Kürtler için istediğimden daha fazlasını Türkler için isterim. Faşist ve katliamcı bir güce karşı haklarını almak için bir yüzyıldır mücadele veren Kürtlerin insani haklarını vermemek için her adımda direnen, ama o hakları lokma-lokma vermek zorunda kalınca da sürekli Kürtleri “hain, bölücü, alçak, terörist” diye suçlayan Türk faşistleri Türkler için istediklerinin yarısını bile istemezler Kürtler için… Buna rağmen, utanmadan Kürtlerin haklarını savunanları ırkçı ve bölücü diye suçlayabiliyorlar. Buna rağmen utanmadan kardeşlikten, dinden ve imandan söz edebiliyorlar!

Not1: Yukarıdaki haritayı incelemeden, anlamadan olumsuz tepki gösterenler olacaktır :))

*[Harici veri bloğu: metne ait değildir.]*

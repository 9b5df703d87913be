//! The two job kinds behind one trait.
//!
//! Backup and restore are structurally parallel; everything that differs
//! between them (kinds, labels, staging, post-transfer bookkeeping) is reached
//! through [`MoverJob`], so the reconciler and cleanup code are written once.

use async_trait::async_trait;
use serde::Serialize;
use serde::de::DeserializeOwned;
use serde_json::Value;

use super::bridge::TransferObservation;
use super::error::{ReconcileError, StoreError};
use super::models::{BackupJob, JobRef, JobStatus, ObjectMeta, Phase, RestoreJob, StoredObject};
use super::registry::{
    BACKUP_JOB, BACKUP_STAGED_KINDS, KindDescriptor, REPLICATION_DESTINATION, REPLICATION_SOURCE,
    RESTORE_JOB, RESTORE_STAGED_KINDS, StagedKind,
};
use super::staging::{self, StageOutcome, StagedNames, TransferResults};
use super::store::{LabelSelector, ResourceStore};

/// Finalizer that keeps a job around until its staged resources are reclaimed.
pub const STAGED_RESOURCES_FINALIZER: &str = "datamover.oadp.openshift.io/staged-resources";

/// Ownership label put on everything staged for a backup; value is the job name.
pub const BACKUP_OWNER_LABEL: &str = "datamover.oadp.openshift.io/vsb";

/// Ownership label put on everything staged for a restore; value is the job name.
pub const RESTORE_OWNER_LABEL: &str = "datamover.oadp.openshift.io/vsr";

/// Namespace of the owning job. Job names are only unique per namespace, so
/// ownership is the pair of this label and the kind's owner label.
pub const OWNER_NAMESPACE_LABEL: &str = "datamover.oadp.openshift.io/owner-namespace";

#[async_trait]
pub trait MoverJob: Clone + Send + Sync + Serialize + DeserializeOwned + 'static {
    const KIND: KindDescriptor;
    const OWNER_LABEL: &'static str;
    /// Phase marking that the external transfer finished.
    const TRANSFER_DONE: Phase;
    /// Kind of the resource that triggers the external transfer.
    const TRANSFER_KIND: KindDescriptor;

    fn metadata(&self) -> &ObjectMeta;
    fn metadata_mut(&mut self) -> &mut ObjectMeta;
    fn status(&self) -> &JobStatus;
    fn status_mut(&mut self) -> &mut JobStatus;
    fn protected_namespace(&self) -> &str;
    fn staged_kinds() -> &'static [StagedKind];
    fn staged_names(&self) -> StagedNames;

    /// Reject specs that can never be staged.
    fn validate(&self) -> Result<(), ReconcileError>;

    /// Create every staged resource and the transfer trigger (last), skipping
    /// whatever already exists.
    async fn stage(&self, store: &dyn ResourceStore) -> Result<StageOutcome, ReconcileError>;

    /// Collect what the finished transfer produced. `None` means not yet
    /// available.
    async fn transfer_results(
        &self,
        store: &dyn ResourceStore,
        observed: &TransferObservation,
    ) -> Result<Option<TransferResults>, ReconcileError>;

    fn job_ref(&self) -> JobRef {
        JobRef::from_meta(self.metadata())
    }

    fn owner_selector(&self) -> LabelSelector {
        let meta = self.metadata();
        LabelSelector::matching(Self::OWNER_LABEL, &meta.name)
            .and(OWNER_NAMESPACE_LABEL, meta.namespace.as_deref().unwrap_or_default())
    }

    /// Whether `obj` was staged for this job.
    fn owns(&self, obj: &StoredObject) -> bool {
        self.owner_selector().matches(&obj.metadata.labels)
    }

    fn from_object(obj: StoredObject) -> Result<Self, ReconcileError> {
        if obj.kind != Self::KIND.kind {
            return Err(StoreError::Invalid(format!(
                "expected {}, got {}",
                Self::KIND.kind,
                obj.kind
            ))
            .into());
        }
        let value =
            serde_json::to_value(obj).map_err(|e| ReconcileError::decode(Self::KIND.kind, e))?;
        serde_json::from_value(value).map_err(|e| ReconcileError::decode(Self::KIND.kind, e))
    }

    fn to_object(&self) -> Result<StoredObject, ReconcileError> {
        let mut value =
            serde_json::to_value(self).map_err(|e| ReconcileError::decode(Self::KIND.kind, e))?;
        if let Some(map) = value.as_object_mut() {
            map.insert("kind".to_string(), Value::String(Self::KIND.kind.to_string()));
        }
        serde_json::from_value(value).map_err(|e| ReconcileError::decode(Self::KIND.kind, e))
    }
}

fn require(field: &str, value: &str) -> Result<(), ReconcileError> {
    if value.trim().is_empty() {
        return Err(ReconcileError::Validation(format!("{field} must be set")));
    }
    Ok(())
}

#[async_trait]
impl MoverJob for BackupJob {
    const KIND: KindDescriptor = BACKUP_JOB;
    const OWNER_LABEL: &'static str = BACKUP_OWNER_LABEL;
    const TRANSFER_DONE: Phase = Phase::SnapshotBackupDone;
    const TRANSFER_KIND: KindDescriptor = REPLICATION_SOURCE;

    fn metadata(&self) -> &ObjectMeta {
        &self.metadata
    }

    fn metadata_mut(&mut self) -> &mut ObjectMeta {
        &mut self.metadata
    }

    fn status(&self) -> &JobStatus {
        &self.status
    }

    fn status_mut(&mut self) -> &mut JobStatus {
        &mut self.status
    }

    fn protected_namespace(&self) -> &str {
        &self.spec.protected_namespace
    }

    fn staged_kinds() -> &'static [StagedKind] {
        BACKUP_STAGED_KINDS
    }

    fn staged_names(&self) -> StagedNames {
        StagedNames::for_backup(&self.metadata.name)
    }

    fn validate(&self) -> Result<(), ReconcileError> {
        require("spec.protectedNamespace", &self.spec.protected_namespace)?;
        require("spec.resticSecretRef.name", &self.spec.restic_secret_ref.name)?;
        require(
            "spec.volumeSnapshotContent.name",
            &self.spec.volume_snapshot_content.name,
        )
    }

    async fn stage(&self, store: &dyn ResourceStore) -> Result<StageOutcome, ReconcileError> {
        staging::stage_backup(store, self).await
    }

    async fn transfer_results(
        &self,
        _store: &dyn ResourceStore,
        _observed: &TransferObservation,
    ) -> Result<Option<TransferResults>, ReconcileError> {
        // Handle and content were recorded while staging.
        Ok(Some(TransferResults::default()))
    }
}

#[async_trait]
impl MoverJob for RestoreJob {
    const KIND: KindDescriptor = RESTORE_JOB;
    const OWNER_LABEL: &'static str = RESTORE_OWNER_LABEL;
    const TRANSFER_DONE: Phase = Phase::SnapshotRestoreDone;
    const TRANSFER_KIND: KindDescriptor = REPLICATION_DESTINATION;

    fn metadata(&self) -> &ObjectMeta {
        &self.metadata
    }

    fn metadata_mut(&mut self) -> &mut ObjectMeta {
        &mut self.metadata
    }

    fn status(&self) -> &JobStatus {
        &self.status
    }

    fn status_mut(&mut self) -> &mut JobStatus {
        &mut self.status
    }

    fn protected_namespace(&self) -> &str {
        &self.spec.protected_namespace
    }

    fn staged_kinds() -> &'static [StagedKind] {
        RESTORE_STAGED_KINDS
    }

    fn staged_names(&self) -> StagedNames {
        StagedNames::for_restore(&self.metadata.name)
    }

    fn validate(&self) -> Result<(), ReconcileError> {
        let backup = &self.spec.backup_ref;
        require("spec.protectedNamespace", &self.spec.protected_namespace)?;
        require("spec.resticSecretRef.name", &self.spec.restic_secret_ref.name)?;
        require(
            "spec.volumeSnapshotMoverBackupRef.sourcePVCData.name",
            &backup.source_pvc_data.name,
        )?;
        require(
            "spec.volumeSnapshotMoverBackupRef.sourcePVCData.size",
            &backup.source_pvc_data.size,
        )?;
        require(
            "spec.volumeSnapshotMoverBackupRef.resticrepository",
            &backup.restic_repository,
        )
    }

    async fn stage(&self, store: &dyn ResourceStore) -> Result<StageOutcome, ReconcileError> {
        staging::stage_restore(store, self).await
    }

    async fn transfer_results(
        &self,
        store: &dyn ResourceStore,
        observed: &TransferObservation,
    ) -> Result<Option<TransferResults>, ReconcileError> {
        staging::resolve_restored_snapshot(store, self, observed).await
    }
}

#[cfg(test)]
mod tests {
    use super::*;
    use crate::core::models::{BackupJobSpec, LocalObjectReference};

    fn backup(name: &str) -> BackupJob {
        BackupJob {
            metadata: ObjectMeta::new(Some("apps"), name),
            spec: BackupJobSpec {
                volume_snapshot_content: LocalObjectReference { name: "snapcontent-1".into() },
                restic_secret_ref: LocalObjectReference { name: "creds".into() },
                protected_namespace: "adp".into(),
            },
            status: JobStatus::default(),
        }
    }

    #[test]
    fn test_object_conversion_keeps_kind_and_fields() {
        let job = backup("b1");
        let obj = job.to_object().unwrap();
        assert_eq!(obj.kind, "VolumeSnapshotBackup");
        assert_eq!(obj.spec["volumeSnapshotContent"]["name"], "snapcontent-1");
        assert_eq!(BackupJob::from_object(obj).unwrap(), job);
    }

    #[test]
    fn test_wrong_kind_is_rejected() {
        let obj = backup("b1").to_object().unwrap();
        assert!(RestoreJob::from_object(obj).is_err());
    }

    #[test]
    fn test_validation_names_missing_field() {
        let mut job = backup("b1");
        job.spec.protected_namespace.clear();
        let err = job.validate().unwrap_err();
        assert!(err.to_string().contains("protectedNamespace"));
        assert!(err.is_permanent());
    }

    #[test]
    fn test_ownership_needs_name_and_namespace() {
        let job = backup("b1");
        let owned = StoredObject::new("Pod", Some("adp"), "b1-pod")
            .with_label(BACKUP_OWNER_LABEL, "b1")
            .with_label(OWNER_NAMESPACE_LABEL, "apps");
        assert!(job.owns(&owned));

        let namesake = StoredObject::new("Pod", Some("adp"), "b1-pod")
            .with_label(BACKUP_OWNER_LABEL, "b1")
            .with_label(OWNER_NAMESPACE_LABEL, "team2");
        assert!(!job.owns(&namesake));

        let unlabelled = StoredObject::new("Pod", Some("adp"), "b1-pod").with_label(BACKUP_OWNER_LABEL, "b1");
        assert!(!job.owns(&unlabelled));
    }
}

Not2: Mustafa Kemal Atatürk’ün bu sloganı attığı zaman durum başka olabilir. Türkler saldırı atlında iken belki böyle bir slogan birleştiriciydi… Ancak, belli bir koşulda ve bağlamda anlamlı gözüken beşeri bir söz “evrensel ve mutlak” bir yasa, bir dogma olarak kabul edilince problemler çıkıyor… Diyelim ki Nufus azalırken erdemli ve ileri görüşlü bir liderin halka “Nufusumuz artmalı… Aileler en az üç dört çocuğa sahip olmalı” diyebilir ve o koşullar altında gayet makul bir istek olabilir. Ancak, eğer nufus artmışsa ve insanlar şehirlerde ve kasabalarda birbirlerinin üzerine basarak yaşıyorsa o lideri putlaştıranlar o sözü hala tekrarlasalar ve onu bir devlet politikası haline getirseler makul olur mu?